Bonnet’s idea springs from mediaeval conceptions and the idea of the “subtle body”, smoke resembling, air resembling, the breath of life that lives in us.

We find a parallel to this in the Indian custom of the son breathing in the dying father’s last breath of life and also in cannibalism which is not practised for the sake of food, but for magical purposes, in order to assimilate the enemy’s life energies or virtues.

The autonomous reappearance of the Indian world of ideas in Bonnet is an example of palingenesis.

Another instance of this phenomenon is Bergson’s idea of the “duree creatrice”, a reanimation of Proclus’ statement: “Always where
there is creation there is also time”.

In contrast to palingenesis (the autonomous revival of an idea in another epoch) we have the phenomenon of cryptomnesia, the reappearance of something that was once known and then totally forgotten.

I can give you an instance of cryptomnesia which I discovered in Nietzsche’s writings:

In the 40th chapter of “Thus Spake Zarathustra”, “Great Events”, the following passage occurs:

“Now about the time that Zarathustra sojourned on the Happy Isles, it happened that a ship anchored at the Isle on which standeth the smoking mountain, and the crew went ashore to shoot rabbits. After the noontide hour, however, when the captain and his men were together again, they suddenly saw a man coming towards them through the air and a voice said distinctly: ‘It is time, it is highest time ! ‘ But when the figure was nearest to them (it flew past quickly , however, like a shadow, in the direction of the volcano), then did they recognise with the greatest surprise that it was Zarathustra; for they had all seen him before except the captain himself, and they loved him as the people love: in such wise that love and awe were combined in equal degree. ‘Behold! ‘ said the helmsman, ‘there goes Zarathustra to hell’ ” .

In reading this passage the rabbit shooting struck me as peculiarly out of place in the context and it seemed to hit a forgotten chord in me.

The years at Basel university slowly came back to me and with them the memory of a small green book: Kerner’s “Blatter a us Prevorst”.

I read it again and came upon a very similar incident:

“An extract of awe-inspiring import from the log of the ship ‘Sphinx’ in the year 1680, in the Mediterranean.”

“The four captains and a merchant, Mr. Bell, went ashore on the island of Stromboli to shoot rabbits. At three o’clock they called the crew together to go aboard, when, to their inexpressible astonishment, they saw two men flying rapidly over them through the air. One was dressed in black, the other in grey. They approached, them very closely in the greatest haste; to their greatest dismay they descended amid the burning flames into the crater of the terrible volcano, Mount Stromboli.
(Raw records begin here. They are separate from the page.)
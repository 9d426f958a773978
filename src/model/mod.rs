//! Core data model types: parsed messages, addresses, and attachments.

pub mod address;
pub mod attachment;
pub mod mail;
They recognised the pair as acquaintances from London.”

I wrote to Nietzsche’s sister and asked her if he had read “Blatter a us Prevorst”.

She replied that, after thinking the matter over for a long time, she remembered distinctly that he had done so as a boy of eleven when nosing about his grandfather’s library.
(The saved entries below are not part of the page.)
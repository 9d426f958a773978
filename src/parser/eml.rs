//! Parser for individual `.eml` messages: the entry point of the library.

use std::path::Path;

use chrono::{DateTime, Utc};
use tracing::{debug, warn};

use crate::error::{EmlError, Result};
use crate::model::address;
use crate::model::mail::{ParsedMessage, NO_SUBJECT, UNKNOWN_SENDER};
use crate::parser::decode::TransferEncoding;
use crate::parser::header::{self, HeaderMap};
use crate::parser::mime::{self, DecomposedBody, DEFAULT_MAX_DEPTH};

/// Source of the current time, used when a message has no usable `Date:`.
pub trait Clock {
    fn now(&self) -> DateTime<Utc>;
}

/// The system wall clock.
#[derive(Debug, Clone, Copy, Default)]
pub struct SystemClock;

impl Clock for SystemClock {
    fn now(&self) -> DateTime<Utc> {
        Utc::now()
    }
}

/// A clock frozen at one instant.
#[derive(Debug, Clone, Copy)]
pub struct FixedClock(pub DateTime<Utc>);

impl Clock for FixedClock {
    fn now(&self) -> DateTime<Utc> {
        self.0
    }
}

/// Parses message text into a [`ParsedMessage`].
///
/// Parsing is synchronous and holds no state between calls, so one parser
/// can serve any number of threads.
#[derive(Debug, Clone)]
pub struct EmlParser<C = SystemClock> {
    clock: C,
    max_depth: usize,
}

impl EmlParser<SystemClock> {
    pub fn new() -> Self {
        Self::with_clock(SystemClock)
    }
}

impl Default for EmlParser<SystemClock> {
    fn default() -> Self {
        Self::new()
    }
}

impl<C: Clock> EmlParser<C> {
    /// A parser that takes "now" from `clock`.
    pub fn with_clock(clock: C) -> Self {
        Self {
            clock,
            max_depth: DEFAULT_MAX_DEPTH,
        }
    }

    /// Set the maximum multipart nesting depth.
    pub fn max_depth(mut self, max_depth: usize) -> Self {
        self.max_depth = max_depth;
        self
    }

    /// Parse a complete message (headers + body).
    ///
    /// Malformed input degrades to defaulted fields. The only error is
    /// [`EmlError::NestingTooDeep`], in which case nothing is returned.
    pub fn parse(&self, text: &str) -> Result<ParsedMessage> {
        let (headers, body) = header::split_headers(text);
        if headers.is_empty() {
            debug!("No headers found, using defaults");
        }

        let parts = self.body_parts(&headers, &body)?;

        let from = address::first_address(headers.get_or_empty("from"))
            .unwrap_or_else(|| UNKNOWN_SENDER.to_string());
        let to = address::extract_addresses(headers.get_or_empty("to"));
        let subject = headers
            .get("subject")
            .map(str::to_string)
            .unwrap_or_else(|| NO_SUBJECT.to_string());
        let date = headers
            .get("date")
            .and_then(header::parse_date)
            .unwrap_or_else(|| self.clock.now());

        Ok(ParsedMessage {
            from,
            to,
            subject,
            date,
            text: parts.text,
            html: parts.html,
            attachments: parts.attachments,
        })
    }

    /// Produce text, HTML, and attachments for the top-level body.
    fn body_parts(&self, headers: &HeaderMap, body: &str) -> Result<DecomposedBody> {
        let content_type = headers.get_or_empty("content-type");
        let lowered = content_type.to_lowercase();

        if lowered.contains("multipart") {
            return match header::boundary_param(content_type) {
                Some(boundary) => {
                    let delimiter = mime::top_level_delimiter(&boundary, body);
                    mime::decompose(body, &delimiter, self.max_depth)
                }
                None => {
                    let err = EmlError::MalformedInput(format!(
                        "multipart message without boundary: {content_type}"
                    ));
                    warn!(error = %err, "Returning empty body");
                    Ok(DecomposedBody::default())
                }
            };
        }

        let encoding =
            TransferEncoding::from_header(headers.get_or_empty("content-transfer-encoding"));
        let decoded = encoding.decode(body);

        let mut single = DecomposedBody::default();
        if lowered.contains("text/html") {
            single.html = decoded;
        } else {
            single.text = decoded;
        }
        Ok(single)
    }
}

/// Parse message text with the default parser.
pub fn parse(text: &str) -> Result<ParsedMessage> {
    EmlParser::new().parse(text)
}

/// Decode raw message bytes to text.
///
/// Tries UTF-8 first (after stripping a BOM), then falls back to
/// Windows-1252, which accepts every byte.
pub fn decode_message_bytes(bytes: &[u8]) -> String {
    let bytes = bytes.strip_prefix(&[0xEF, 0xBB, 0xBF]).unwrap_or(bytes);
    match std::str::from_utf8(bytes) {
        Ok(s) => s.to_string(),
        Err(_) => {
            let (decoded, _, _) = encoding_rs::WINDOWS_1252.decode(bytes);
            decoded.into_owned()
        }
    }
}

/// Read an `.eml` file from disk as text.
pub fn read_eml(path: impl AsRef<Path>) -> Result<String> {
    let path = path.as_ref();
    let data = std::fs::read(path).map_err(|e| EmlError::io(path, e))?;
    Ok(decode_message_bytes(&data))
}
What could rabbits have to do with Zarathustra?

This parallel alone seems to explain them.

The memory must have secretly crept up and reproduced itself.

After Bonnet, the line of philosophers in France is broken by the French Revolution.
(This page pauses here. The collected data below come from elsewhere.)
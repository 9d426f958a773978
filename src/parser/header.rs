//! Header tokenizing, header parameters, and date parsing.

use std::sync::LazyLock;

use chrono::{DateTime, NaiveDateTime, TimeZone, Utc};
use regex::Regex;
use tracing::debug;

/// Ordered header map keyed by lower-cased name.
///
/// A repeated header replaces the earlier value but keeps its original
/// position, so iteration order is the order of first appearance.
#[derive(Debug, Clone, Default, PartialEq, Eq)]
pub struct HeaderMap {
    entries: Vec<(String, String)>,
}

impl HeaderMap {
    pub fn new() -> Self {
        Self::default()
    }

    /// Insert a header. The name is lower-cased; the last value for a name wins.
    pub fn insert(&mut self, name: &str, value: &str) {
        let key = name.trim().to_lowercase();
        let value = value.trim().to_string();
        match self.entries.iter_mut().find(|(k, _)| *k == key) {
            Some(entry) => entry.1 = value,
            None => self.entries.push((key, value)),
        }
    }

    /// Look up a header by name, case-insensitively.
    pub fn get(&self, name: &str) -> Option<&str> {
        let key = name.to_lowercase();
        self.entries
            .iter()
            .find(|(k, _)| *k == key)
            .map(|(_, v)| v.as_str())
    }

    /// Look up a header, returning `""` when it is absent.
    pub fn get_or_empty(&self, name: &str) -> &str {
        self.get(name).unwrap_or("")
    }

    pub fn len(&self) -> usize {
        self.entries.len()
    }

    pub fn is_empty(&self) -> bool {
        self.entries.is_empty()
    }

    pub fn iter(&self) -> impl Iterator<Item = (&str, &str)> {
        self.entries.iter().map(|(k, v)| (k.as_str(), v.as_str()))
    }

    /// Append a folded continuation line to the header named `key`.
    fn append_to(&mut self, key: &str, continuation: &str) {
        if let Some(entry) = self.entries.iter_mut().find(|(k, _)| k == key) {
            if !entry.1.is_empty() {
                entry.1.push(' ');
            }
            entry.1.push_str(continuation.trim());
        }
    }
}

/// Split a block of text into its headers and its body.
///
/// Accepts `\n` and `\r\n` line endings. Blank lines before the first header
/// are skipped; the first blank line after it ends the header section. Lines
/// without a colon (or starting with one) are ignored. A line starting with
/// whitespace continues the previous header. Without a blank line the whole
/// block is headers and the body is empty. Body lines are re-joined with `\n`.
pub fn split_headers(block: &str) -> (HeaderMap, String) {
    let lines: Vec<&str> = block
        .split('\n')
        .map(|line| line.strip_suffix('\r').unwrap_or(line))
        .collect();

    let mut headers = HeaderMap::new();
    let mut last_key: Option<String> = None;

    for (i, line) in lines.iter().enumerate() {
        if line.trim().is_empty() {
            if headers.is_empty() {
                continue;
            }
            return (headers, lines[i + 1..].join("\n"));
        }

        if line.starts_with(' ') || line.starts_with('\t') {
            if let Some(key) = &last_key {
                headers.append_to(key, line);
                continue;
            }
        }

        match line.find(':') {
            Some(colon) if colon > 0 => {
                let key = line[..colon].trim().to_lowercase();
                headers.insert(&key, &line[colon + 1..]);
                last_key = Some(key);
            }
            // Malformed lines contribute nothing
            _ => {}
        }
    }

    (headers, String::new())
}

static BOUNDARY_PARAM: LazyLock<Regex> = LazyLock::new(|| {
    Regex::new(r#"(?i)boundary=(?:"([^"]+)"|([^;\s]+))"#).expect("valid boundary regex")
});

static FILENAME_PARAM: LazyLock<Regex> = LazyLock::new(|| {
    Regex::new(r#"(?i)filename=(?:"([^"]+)"|([^;\s]+))"#).expect("valid filename regex")
});

/// Extract the `boundary=` parameter (quoted or bare) from a `Content-Type` value.
pub fn boundary_param(content_type: &str) -> Option<String> {
    capture_param(&BOUNDARY_PARAM, content_type)
}

/// Extract the `filename=` parameter (quoted or bare) from a `Content-Disposition` value.
pub fn filename_param(disposition: &str) -> Option<String> {
    capture_param(&FILENAME_PARAM, disposition)
}

fn capture_param(re: &Regex, value: &str) -> Option<String> {
    let caps = re.captures(value)?;
    caps.get(1)
        .or_else(|| caps.get(2))
        .map(|m| m.as_str().to_string())
}

/// Strip any `;`-separated parameters from a header value.
pub fn strip_params(value: &str) -> &str {
    value.split(';').next().unwrap_or("").trim()
}

/// Formats tried after RFC 2822 and RFC 3339, on the value without its weekday.
const DATE_FORMATS: [&str; 10] = [
    "%d %b %Y %H:%M:%S %z",
    "%d %b %Y %H:%M %z",
    "%d %b %Y %H:%M:%S",
    "%b %d %H:%M:%S %Y",
    "%Y-%m-%dT%H:%M:%S%z",
    "%Y-%m-%dT%H:%M:%SZ",
    "%Y-%m-%d %H:%M:%S %z",
    "%Y-%m-%d %H:%M:%S",
    "%d/%m/%Y %H:%M:%S",
    "%m/%d/%Y %H:%M:%S",
];

const NAMED_ZONES: [(&str, &str); 13] = [
    ("CEST", "+0200"),
    ("EST", "-0500"),
    ("EDT", "-0400"),
    ("CST", "-0600"),
    ("CDT", "-0500"),
    ("MST", "-0700"),
    ("MDT", "-0600"),
    ("PST", "-0800"),
    ("PDT", "-0700"),
    ("GMT", "+0000"),
    ("UTC", "+0000"),
    ("CET", "+0100"),
    ("JST", "+0900"),
];

/// Parse a `Date:` header value in RFC 2822, RFC 3339, or a common broken variant.
///
/// Returns `None` when nothing matches; the caller decides the fallback.
pub fn parse_date(value: &str) -> Option<DateTime<Utc>> {
    let trimmed = strip_trailing_comment(value.trim());
    if trimmed.is_empty() {
        return None;
    }

    if let Ok(dt) = DateTime::parse_from_rfc2822(trimmed) {
        return Some(dt.with_timezone(&Utc));
    }
    if let Ok(dt) = DateTime::parse_from_rfc3339(trimmed) {
        return Some(dt.with_timezone(&Utc));
    }

    let bare = strip_weekday(trimmed);
    let zoned = replace_named_zone(bare);

    for candidate in [bare, zoned.as_str()] {
        for fmt in DATE_FORMATS {
            if let Ok(dt) = DateTime::parse_from_str(candidate, fmt) {
                return Some(dt.with_timezone(&Utc));
            }
            if let Ok(naive) = NaiveDateTime::parse_from_str(candidate, fmt) {
                return Some(Utc.from_utc_datetime(&naive));
            }
        }
    }

    debug!(date = trimmed, "Unparsable date header");
    None
}

/// Drop a trailing `(comment)` such as `+0000 (UTC)`.
fn strip_trailing_comment(s: &str) -> &str {
    if s.ends_with(')') {
        if let Some(open) = s.rfind('(') {
            return s[..open].trim_end();
        }
    }
    s
}

/// Drop a leading weekday such as `Thu, ` or `Thu `.
fn strip_weekday(s: &str) -> &str {
    const DAYS: [&str; 7] = ["Mon", "Tue", "Wed", "Thu", "Fri", "Sat", "Sun"];
    for day in DAYS {
        if let Some(rest) = s.strip_prefix(day) {
            let rest = rest.strip_prefix(',').unwrap_or(rest);
            if rest.starts_with(' ') {
                return rest.trim_start();
            }
        }
    }
    s
}

/// Replace a trailing zone abbreviation with its numeric offset.
fn replace_named_zone(s: &str) -> String {
    for (name, offset) in NAMED_ZONES {
        if let Some(head) = s.strip_suffix(name) {
            return format!("{head}{offset}");
        }
    }
    s.to_string()
}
This great event was no sudden external outburst, it had long been prepared by philosophers and psychologists, for ideas always come first and actions follow, even when it takes twenty years for an idea to push its way through to the masses.

We cannot afford therefore to be indifferent to the thoughts which a teacher expresses, for they may materialize in history.

The French Revolution is a striking example of this. ~Carl Jung, ETH Lecture III, Pages 17-19.